I would have liked to visit Adaklu mountain on the other side of the reserve, but Steve (who is an engineer) wants to visit the Akosombo dam and I would like to see Lake Volta. So we take off for our next destination, almost running out of gas because for some inexplicable reason (the engine looks and sounds like it is about ready to throw a rod?) the driver did not fill the tank before we left in the morning. Because of all our delays, we arrive too late for a tour but we do look around a bit. Kwame Nkrumah built this dam in the 1960s to help with Ghana's industrial development. The lake behind the dam is allegedly the largely artificial body of water in the world. I keep wondering what happened to all of the people who I assume were displaced by the lake.

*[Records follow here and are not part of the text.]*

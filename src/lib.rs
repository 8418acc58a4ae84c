//! Tempora
//!
//! Secondary indexing for a bitemporal, branch-aware key-value store.
//!
//! ## Overview
//! - Every write is versioned by branch and commit timestamp
//! - Indices map extracted values back to `(branch, keyspace, key)`, each
//!   mapping valid over a half-open timestamp interval
//! - Commits are indexed incrementally from old/new value diffs
//!
//! ## Architecture
//! - `index`: documents, indexers, the indexing process and [`IndexManager`]
//! - `backend`: in-memory (per branch) and chunked (per store chunk) document storage
//! - `chunk`: lazily rebuilt, LRU-cached, sealed-file persisted chunk indices
//! - `query`: search specifications, AND/OR evaluation and the result cache
//! - `store`: contracts of the primary store, plus [`MemoryStore`]

pub mod backend;
pub mod chunk;
pub mod config;
pub mod index;
pub mod query;
pub mod store;
pub mod types;

mod error;

pub use config::{BackendKind, IndexConfig, QueryCacheConfig};
pub use error::{IndexError, Result};

pub use index::{IndexDocument, IndexManager, IndexManagerStats, Indexer, IndexingStats};
pub use query::{NumberCondition, QueryNode, SearchSpecification, TextCondition, TextMatchMode};
pub use store::{ChunkSource, MemoryStore, TemporalStore, ValueCodec};
pub use types::{Period, QualifiedKey, TemporalKey, Timestamp, ValueChange, MASTER_BRANCH, TIMESTAMP_INFINITY};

By now it's quickly becoming dark and we need to head back to Legon. We've been going all day without eating and it has been hot and my head is throbbing. Again, I've spent all day, something like 10 hours, in the car for a two-hour hike. The hike was great, but it does not seem like a good balance. When we arrive back at the Guest Centre, Steve and the taxi driver proceed to engage in a drawn out argument about the payment on which we had agreed. I hate tangling with taxi drivers; their lack of civility and class consciousness always reminds me of the derogatory comments Marx made about peasants (they are like a sack of potatoes who add nothing to history). It was an expensive day trip, but again we covered a lot more territory much more easily than we could have had we been on public transit. Does that reveal my class position as well?

Thursday, December 03, 2009

Green Turtle Lodge

Green Turtle Lodge is a beach-side eco-resort beyond Cape Coast, about halfway to Cote d'Ivoire. My students spoke highly of the place, and with two weeks before I leave and my responsibilities largely complete I thought I'd pay it a visit. Other travelers say that Ghana is relatively hassle free, but I find it a hassle to get anywhere in this country. Perhaps my reference point is different; almost all of my travels in Africa have not been on a tourist circuit but with Cheryl on pre-arranged transportation. Perhaps I have had it too easy. Because of traffic and transportation hassles, arriving at the lodge becomes an all-day adventure. Someone lifts the disposable plastic water bottle out of the side pocket of my backpack, and all I can think is whether than was really necessary.

The beach has sand that gets into everything, the ocean spray coats my glasses with salt water that I can't seem to get off without scratching the lens, the sun burns my skin, and the rip currents threaten to drown me. A women walks on the beach in front of the lodge, stops, squats, poops, stands up, and keeps on walking. Delightful.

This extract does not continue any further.